For all the controversy, this running of the bulls won’t be Pamplona’s last


The most dangerous party on Earth begins each year at midday on July 6th and keeps going without pause until midnight on the 14th

At 8am each morning, a herd of six Spanish fighting bulls will stampede through half a mile of streets from the edge of Pamplona to the corrals of the city’s bullring. The herd will then spend the day recovering until the bullfighting begins in the evening, as has happened every year since 1591.

Also running in those streets will be between one and three thousand people, in various states of drunkenness, sleeplessness and sheer terror.

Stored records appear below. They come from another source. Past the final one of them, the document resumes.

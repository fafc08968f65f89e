// ==============================
// tests/integration/http_flow_tests.rs
// ==============================
//! End-to-end flows through the HTTP router
use axum::{
    body::{to_bytes, Body},
    http::{header, Request, StatusCode},
    response::Response,
    Router,
};
use gatekeeper_lib::config::Settings;
use gatekeeper_lib::router::create_router;
use gatekeeper_lib::AppState;
use serde_json::{json, Value};
use std::sync::Arc;
use tower::ServiceExt;

use crate::test_utils::{create_admin, create_user, setup_test_env, STRONG_PASSWORD};

fn app_with(settings: Settings) -> (Router, crate::test_utils::TestEnv) {
    let env = setup_test_env(settings);
    (create_router(env.state.clone()), env)
}

fn post_json(uri: &str, client: &str, body: Value) -> Request<Body> {
    Request::builder()
        .method("POST")
        .uri(uri)
        .header(header::CONTENT_TYPE, "application/json")
        .header("x-real-ip", client)
        .body(Body::from(body.to_string()))
        .unwrap()
}

fn authed(method: &str, uri: &str, session_id: &str) -> Request<Body> {
    Request::builder()
        .method(method)
        .uri(uri)
        .header(header::AUTHORIZATION, format!("Bearer {session_id}"))
        .body(Body::empty())
        .unwrap()
}

async fn json_body(response: Response) -> Value {
    let bytes = to_bytes(response.into_body(), usize::MAX).await.unwrap();
    serde_json::from_slice(&bytes).unwrap()
}

async fn login(app: &Router, identifier: &str, password: &str) -> Response {
    app.clone()
        .oneshot(post_json(
            "/auth/login",
            "192.0.2.10",
            json!({ "identifier": identifier, "password": password }),
        ))
        .await
        .unwrap()
}

#[tokio::test]
async fn test_health() {
    let app = create_router(Arc::new(AppState::in_memory(Settings::default())));
    let response = app
        .oneshot(Request::builder().uri("/health").body(Body::empty()).unwrap())
        .await
        .unwrap();

    assert_eq!(response.status(), StatusCode::OK);
    assert_eq!(json_body(response).await["status"], "ok");
}

#[tokio::test]
async fn test_register_login_me_logout() {
    let (app, _env) = app_with(Settings::default());

    let response = app
        .clone()
        .oneshot(post_json(
            "/auth/register",
            "192.0.2.1",
            json!({
                "identifier": "alice",
                "email": "alice@example.com",
                "password": STRONG_PASSWORD,
            }),
        ))
        .await
        .unwrap();
    assert_eq!(response.status(), StatusCode::CREATED);
    let user = json_body(response).await;
    assert_eq!(user["identifier"], "alice");
    assert_eq!(user["display_name"], "alice");
    assert!(user.get("password_hash").is_none());

    let response = login(&app, "alice", STRONG_PASSWORD).await;
    assert_eq!(response.status(), StatusCode::OK);
    let cookie = response
        .headers()
        .get(header::SET_COOKIE)
        .and_then(|v| v.to_str().ok())
        .unwrap()
        .to_string();
    let body = json_body(response).await;
    let session_id = body["session_id"].as_str().unwrap().to_string();
    assert!(cookie.starts_with(&format!("session_id={session_id};")));

    let response = app
        .clone()
        .oneshot(authed("GET", "/api/me", &session_id))
        .await
        .unwrap();
    assert_eq!(response.status(), StatusCode::OK);
    let me = json_body(response).await;
    assert_eq!(me["user"]["identifier"], "alice");
    assert_eq!(me["session"]["id"], session_id.as_str());

    // The cookie works as well as the header
    let response = app
        .clone()
        .oneshot(
            Request::builder()
                .uri("/api/me")
                .header(header::COOKIE, format!("session_id={session_id}"))
                .body(Body::empty())
                .unwrap(),
        )
        .await
        .unwrap();
    assert_eq!(response.status(), StatusCode::OK);

    let response = app
        .clone()
        .oneshot(authed("POST", "/api/logout", &session_id))
        .await
        .unwrap();
    assert_eq!(response.status(), StatusCode::NO_CONTENT);
    let cleared = response.headers().get(header::SET_COOKIE).unwrap();
    assert!(cleared.to_str().unwrap().contains("Max-Age=0"));

    let response = app
        .oneshot(authed("GET", "/api/me", &session_id))
        .await
        .unwrap();
    assert_eq!(response.status(), StatusCode::UNAUTHORIZED);
    assert_eq!(json_body(response).await["error"]["code"], "SESS_001");
}

#[tokio::test]
async fn test_register_validation() {
    let (app, env) = app_with(Settings::default());
    create_user(&env.state.sessions, "alice").await;

    let weak = app
        .clone()
        .oneshot(post_json(
            "/auth/register",
            "192.0.2.2",
            json!({ "identifier": "bob", "email": "bob@example.com", "password": "short" }),
        ))
        .await
        .unwrap();
    assert_eq!(weak.status(), StatusCode::BAD_REQUEST);

    let taken = app
        .oneshot(post_json(
            "/auth/register",
            "192.0.2.3",
            json!({
                "identifier": "alice",
                "email": "new@example.com",
                "password": STRONG_PASSWORD,
            }),
        ))
        .await
        .unwrap();
    assert_eq!(taken.status(), StatusCode::CONFLICT);
    assert_eq!(json_body(taken).await["error"]["code"], "USER_002");
}

#[tokio::test]
async fn test_login_routes_are_rate_limited_per_client() {
    let (app, _env) = app_with(Settings::default());

    // Default auth limiter: burst of 3
    for _ in 0..3 {
        let response = login(&app, "nobody", "Wrong-Horse-00").await;
        assert_eq!(response.status(), StatusCode::UNAUTHORIZED);
    }

    let response = login(&app, "nobody", "Wrong-Horse-00").await;
    assert_eq!(response.status(), StatusCode::TOO_MANY_REQUESTS);
    assert_eq!(json_body(response).await["error"]["code"], "RATE_001");

    // A different client still gets through
    let response = app
        .oneshot(post_json(
            "/auth/login",
            "192.0.2.99",
            json!({ "identifier": "nobody", "password": "Wrong-Horse-00" }),
        ))
        .await
        .unwrap();
    assert_eq!(response.status(), StatusCode::UNAUTHORIZED);
}

#[tokio::test]
async fn test_lockout_over_http() {
    let mut settings = Settings::default();
    settings.rate_limit.auth.burst = 50;
    let (app, env) = app_with(settings);
    create_user(&env.state.sessions, "alice").await;

    for _ in 0..5 {
        let response = login(&app, "alice", "Wrong-Horse-00").await;
        assert_eq!(response.status(), StatusCode::UNAUTHORIZED);
    }

    let response = login(&app, "alice", STRONG_PASSWORD).await;
    assert_eq!(response.status(), StatusCode::TOO_MANY_REQUESTS);
    assert_eq!(json_body(response).await["error"]["code"], "AUTH_003");
}

#[tokio::test]
async fn test_admin_dashboard_requires_admin_role() {
    let (app, env) = app_with(Settings::default());
    create_user(&env.state.sessions, "alice").await;
    create_admin(&env.state.sessions, "root").await;

    let user_session = json_body(login(&app, "alice", STRONG_PASSWORD).await).await;
    let admin_session = json_body(login(&app, "root", STRONG_PASSWORD).await).await;

    let response = app
        .clone()
        .oneshot(authed(
            "GET",
            "/api/admin/dashboard",
            user_session["session_id"].as_str().unwrap(),
        ))
        .await
        .unwrap();
    assert_eq!(response.status(), StatusCode::FORBIDDEN);

    let response = app
        .oneshot(authed(
            "GET",
            "/api/admin/dashboard",
            admin_session["session_id"].as_str().unwrap(),
        ))
        .await
        .unwrap();
    assert_eq!(response.status(), StatusCode::OK);
    assert_eq!(json_body(response).await["admin"], "root");
}

#[tokio::test]
async fn test_change_password_signs_out_everywhere() {
    let (app, env) = app_with(Settings::default());
    create_user(&env.state.sessions, "alice").await;

    let first = json_body(login(&app, "alice", STRONG_PASSWORD).await).await;
    let second = json_body(login(&app, "alice", STRONG_PASSWORD).await).await;
    let first = first["session_id"].as_str().unwrap().to_string();
    let second = second["session_id"].as_str().unwrap().to_string();

    let response = app
        .clone()
        .oneshot(authed("GET", "/api/sessions", &first))
        .await
        .unwrap();
    assert_eq!(response.status(), StatusCode::OK);
    assert_eq!(json_body(response).await["sessions"].as_array().unwrap().len(), 2);

    let response = app
        .clone()
        .oneshot(
            Request::builder()
                .method("POST")
                .uri("/api/password")
                .header(header::AUTHORIZATION, format!("Bearer {first}"))
                .header(header::CONTENT_TYPE, "application/json")
                .body(Body::from(
                    json!({
                        "current_password": STRONG_PASSWORD,
                        "new_password": "Brand-New-Secret-7",
                    })
                    .to_string(),
                ))
                .unwrap(),
        )
        .await
        .unwrap();
    assert_eq!(response.status(), StatusCode::NO_CONTENT);

    for session_id in [&first, &second] {
        let response = app
            .clone()
            .oneshot(authed("GET", "/api/me", session_id))
            .await
            .unwrap();
        assert_eq!(response.status(), StatusCode::UNAUTHORIZED);
    }

    let response = login(&app, "alice", "Brand-New-Secret-7").await;
    assert_eq!(response.status(), StatusCode::OK);
}

fn authed_json(method: &str, uri: &str, session_id: &str, body: Value) -> Request<Body> {
    Request::builder()
        .method(method)
        .uri(uri)
        .header(header::AUTHORIZATION, format!("Bearer {session_id}"))
        .header(header::CONTENT_TYPE, "application/json")
        .body(Body::from(body.to_string()))
        .unwrap()
}

#[tokio::test]
async fn test_revoke_session_by_id() {
    let (app, env) = app_with(Settings::default());
    create_user(&env.state.sessions, "alice").await;
    create_user(&env.state.sessions, "bob").await;

    let current = json_body(login(&app, "alice", STRONG_PASSWORD).await).await;
    let other = json_body(login(&app, "alice", STRONG_PASSWORD).await).await;
    let bob = json_body(login(&app, "bob", STRONG_PASSWORD).await).await;
    let current = current["session_id"].as_str().unwrap().to_string();
    let other = other["session_id"].as_str().unwrap().to_string();
    let bob = bob["session_id"].as_str().unwrap().to_string();

    // Bob cannot revoke a session of Alice
    let response = app
        .clone()
        .oneshot(authed("DELETE", &format!("/api/sessions/{other}"), &bob))
        .await
        .unwrap();
    assert_eq!(response.status(), StatusCode::FORBIDDEN);
    assert_eq!(json_body(response).await["error"]["code"], "AUTH_005");

    let response = app
        .clone()
        .oneshot(authed("DELETE", &format!("/api/sessions/{other}"), &current))
        .await
        .unwrap();
    assert_eq!(response.status(), StatusCode::NO_CONTENT);
    assert!(response.headers().get(header::SET_COOKIE).is_none());

    let response = app
        .clone()
        .oneshot(authed("GET", "/api/me", &other))
        .await
        .unwrap();
    assert_eq!(response.status(), StatusCode::UNAUTHORIZED);

    // Revoking the current session also clears the cookie
    let response = app
        .clone()
        .oneshot(authed("DELETE", &format!("/api/sessions/{current}"), &current))
        .await
        .unwrap();
    assert_eq!(response.status(), StatusCode::NO_CONTENT);
    let cookie = response
        .headers()
        .get(header::SET_COOKIE)
        .and_then(|v| v.to_str().ok())
        .unwrap();
    assert!(cookie.contains("Max-Age=0"));

    let response = app.oneshot(authed("GET", "/api/me", &bob)).await.unwrap();
    assert_eq!(response.status(), StatusCode::OK);
}

#[tokio::test]
async fn test_update_profile_over_http() {
    let (app, env) = app_with(Settings::default());
    create_user(&env.state.sessions, "alice").await;
    create_user(&env.state.sessions, "bob").await;
    let session = json_body(login(&app, "alice", STRONG_PASSWORD).await).await;
    let session = session["session_id"].as_str().unwrap().to_string();

    let response = app
        .clone()
        .oneshot(authed_json(
            "PATCH",
            "/api/me",
            &session,
            json!({ "display_name": "Alice A.", "email": "alice@new.example.com" }),
        ))
        .await
        .unwrap();
    assert_eq!(response.status(), StatusCode::OK);
    let user = json_body(response).await;
    assert_eq!(user["display_name"], "Alice A.");
    assert_eq!(user["email"], "alice@new.example.com");

    let response = app
        .clone()
        .oneshot(authed_json(
            "PATCH",
            "/api/me",
            &session,
            json!({ "email": "bob@example.com" }),
        ))
        .await
        .unwrap();
    assert_eq!(response.status(), StatusCode::CONFLICT);

    for invalid in [json!({ "display_name": "   " }), json!({ "email": "not-an-address" })] {
        let response = app
            .clone()
            .oneshot(authed_json("PATCH", "/api/me", &session, invalid))
            .await
            .unwrap();
        assert_eq!(response.status(), StatusCode::BAD_REQUEST);
    }

    let response = login(&app, "alice@new.example.com", STRONG_PASSWORD).await;
    assert_eq!(response.status(), StatusCode::OK);
}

Since records began in 1923 – which happens to be the year Ernest Hemingway first attended this ‘fiesta’ – 15 people have died running with the bulls, and every year there are dozens of serious injuries at what officially is called the Feria [Fair] of San Fermin, patron saint of Navarre in Northern Spain.

This year there will be added tension following the news that during the other great feria of the Spanish bullfighting season, San Isidro in Madrid, a bullfight last month was cancelled for the first time in 35 years after all three matadors sustained serious injuries.

If hardened professionals, who have faced over a thousand bulls between them, end up in intensive care, how are the thousands of first timers and tourists in the streets of Pamplona supposed to survive?

What’s more, the bulls in Pamplona will come from the famous Jandilla ranch belonging to Juan Pedro Domecq – for only the second time since one of Domecq’s bulls killed the young Spanish runner, Daniel Jimeno Romero, in 2009.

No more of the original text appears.